I knew that Siddhartha’s encounter with the river would be the tale’s most moving chapter for me. I wanted to prepare for it by contemplating, as I read, the ebb and flow of the tides and the powerful current of the Hudson towards the Atlantic Ocean.
When Siddhartha first crosses the river with the help of a ferryman, this wise, simple man tells him: “Yes this is a very beautiful river. I love it more than anything else. I often listen to it. I often look into its eyes. I have always learned from it. One can learn a lot from a river.” And bidding the young seeker of wisdom farewell, the ferryman adds: “I have learned that too from the river: everything comes again! You too, samana, will come again.”
Siddhartha does return to the river, decades later. After having experienced sensual pleasure, wealth, and power, he feels a void where his heart should be, as if his core were a nest without a songbird.
I too have returned! In my case, to read Siddhartha. It has been four years since I first read Herman Hesse’s book of wisdom, during a stormy fall in New York City. Then, three years ago we lost my copy in Dubai. But that gave us the possibility to find a new one in a lovely bookshop in Delhi. That copy is safeguarded in a good home, just as its words are cherished in the reader’s loving heart.

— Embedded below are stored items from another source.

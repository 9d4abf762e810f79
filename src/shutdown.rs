use tokio::signal::unix::{signal, SignalKind};
use tokio_util::sync::CancellationToken;

/// Install a shutdown handler that listens for SIGTERM and SIGINT.
///
/// Returns a `CancellationToken` that is cancelled when either signal is
/// received. Fails if the signal handlers cannot be registered.
pub fn install_shutdown_handler() -> std::io::Result<CancellationToken> {
    let token = CancellationToken::new();
    let mut sigterm = signal(SignalKind::terminate())?;
    let mut sigint = signal(SignalKind::interrupt())?;

    let token_clone = token.clone();
    tokio::spawn(async move {
        tokio::select! {
            _ = sigterm.recv() => {
                tracing::info!("Received SIGTERM, initiating graceful shutdown");
            }
            _ = sigint.recv() => {
                tracing::info!("Received SIGINT, initiating graceful shutdown");
            }
        }

        token_clone.cancel();
    });

    Ok(token)
}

Now I have a new copy here with me, in Brooklyn. I have been pondering its wisdom as if drinking from a fresh spring. Reading it again has been like encountering a good, old friend for conversation, companionship, and the comfort of quiet togetherness.
Meeting Siddhartha by the river has moved me again. After years of sensuality without love, Siddhartha returns to the riverbank spent, wishing to die. Entering the waters to drown, he hears the distant murmur of the sacred “om” and wishes to live again. He finds that “the bird, the cheerful source and voice in him, [was] alive,” and a songbird again nests in his heart. He finds his life-source, his zest, just like I found my soul in a singing cardinal last week.
Siddhartha “now loved everything and everyone, he was full of cheerful love for anything he saw. And it seemed to him now that he had been so ill earlier because he had been able to love nothing and no one.”
Siddhartha stays by the river, becoming the ferryman’s apprentice. From the river he learns to listen, to regard only the present in which everything is since time does not exist, and that all voices, all experiences, all joys and sorrows, merge into one, into Union.
Most importantly, he learns to love. In the autumn of his life, Siddhartha meets Govinda, the friend from his youth who asks the sage by the river whether he has a teaching. Siddhartha tells him:
“Love, O Govinda, seems paramount to me. Seeing through the world, explaining it, despising it, may be crucial to great thinkers. But all I care about is to be able to love the world, not to despise it, not to hate it or myself, to be able to view it and myself and all beings with love and admiration and awe.”
As I read the final page and close the book, to go on flowing along the river of my life, may these words remain close to my heart.